- [Try it]
Scan the records for the word "impl". Return each line where it is found.

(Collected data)

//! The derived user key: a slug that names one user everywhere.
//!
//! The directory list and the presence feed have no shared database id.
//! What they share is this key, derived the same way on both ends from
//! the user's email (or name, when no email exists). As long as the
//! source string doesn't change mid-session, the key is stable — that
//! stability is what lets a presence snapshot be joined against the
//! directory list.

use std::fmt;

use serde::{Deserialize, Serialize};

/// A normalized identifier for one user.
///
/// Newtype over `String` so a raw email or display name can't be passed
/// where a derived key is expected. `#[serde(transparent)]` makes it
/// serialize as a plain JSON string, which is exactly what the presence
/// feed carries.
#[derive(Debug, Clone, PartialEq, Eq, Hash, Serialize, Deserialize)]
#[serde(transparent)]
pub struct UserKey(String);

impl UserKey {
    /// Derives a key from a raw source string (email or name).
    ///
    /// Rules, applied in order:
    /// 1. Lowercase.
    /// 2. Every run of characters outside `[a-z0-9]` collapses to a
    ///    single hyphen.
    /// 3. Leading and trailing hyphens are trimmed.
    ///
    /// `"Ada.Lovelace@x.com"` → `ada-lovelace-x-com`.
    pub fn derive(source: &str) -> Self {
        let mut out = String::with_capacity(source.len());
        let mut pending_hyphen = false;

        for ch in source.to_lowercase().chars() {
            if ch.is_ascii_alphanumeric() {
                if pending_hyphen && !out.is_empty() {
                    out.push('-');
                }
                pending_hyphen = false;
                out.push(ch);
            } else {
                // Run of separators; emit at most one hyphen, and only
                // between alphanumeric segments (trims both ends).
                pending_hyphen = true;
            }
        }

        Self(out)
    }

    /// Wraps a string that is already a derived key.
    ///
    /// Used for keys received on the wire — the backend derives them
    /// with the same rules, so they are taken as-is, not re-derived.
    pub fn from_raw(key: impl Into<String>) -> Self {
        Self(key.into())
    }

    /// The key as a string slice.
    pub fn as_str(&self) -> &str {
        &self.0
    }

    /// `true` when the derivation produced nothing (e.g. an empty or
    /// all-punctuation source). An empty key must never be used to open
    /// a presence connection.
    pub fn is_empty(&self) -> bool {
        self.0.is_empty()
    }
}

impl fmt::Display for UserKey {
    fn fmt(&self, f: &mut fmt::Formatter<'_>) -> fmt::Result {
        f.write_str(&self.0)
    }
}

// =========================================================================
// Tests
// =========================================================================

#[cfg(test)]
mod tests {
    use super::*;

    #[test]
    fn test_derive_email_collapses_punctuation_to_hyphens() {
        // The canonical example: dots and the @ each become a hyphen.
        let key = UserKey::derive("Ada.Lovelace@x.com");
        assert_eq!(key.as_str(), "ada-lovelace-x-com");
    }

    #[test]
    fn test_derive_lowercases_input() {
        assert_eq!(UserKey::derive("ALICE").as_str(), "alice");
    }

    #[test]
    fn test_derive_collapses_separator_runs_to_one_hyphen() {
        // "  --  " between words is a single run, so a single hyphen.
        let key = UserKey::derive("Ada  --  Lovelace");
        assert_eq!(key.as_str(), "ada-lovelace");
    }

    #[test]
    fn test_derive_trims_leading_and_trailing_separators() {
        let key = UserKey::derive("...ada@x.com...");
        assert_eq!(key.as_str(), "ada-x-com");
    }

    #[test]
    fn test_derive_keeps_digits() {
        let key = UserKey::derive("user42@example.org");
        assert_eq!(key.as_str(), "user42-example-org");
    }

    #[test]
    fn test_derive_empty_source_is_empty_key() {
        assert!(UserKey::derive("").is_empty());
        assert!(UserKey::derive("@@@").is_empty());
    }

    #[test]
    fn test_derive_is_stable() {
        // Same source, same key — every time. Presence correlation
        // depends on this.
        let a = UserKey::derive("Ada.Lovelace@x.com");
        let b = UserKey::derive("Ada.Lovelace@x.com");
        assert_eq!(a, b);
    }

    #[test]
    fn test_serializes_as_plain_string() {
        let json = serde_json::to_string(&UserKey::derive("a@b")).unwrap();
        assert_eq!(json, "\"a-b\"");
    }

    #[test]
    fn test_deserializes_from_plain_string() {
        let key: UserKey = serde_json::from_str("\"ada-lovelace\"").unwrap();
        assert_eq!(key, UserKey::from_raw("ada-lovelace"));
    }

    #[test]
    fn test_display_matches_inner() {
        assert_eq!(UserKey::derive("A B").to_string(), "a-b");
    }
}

- [Answer to the problem]
impl UserKey {
    pub fn from_raw(key: impl Into<String>) -> Self {
impl fmt::Display for UserKey {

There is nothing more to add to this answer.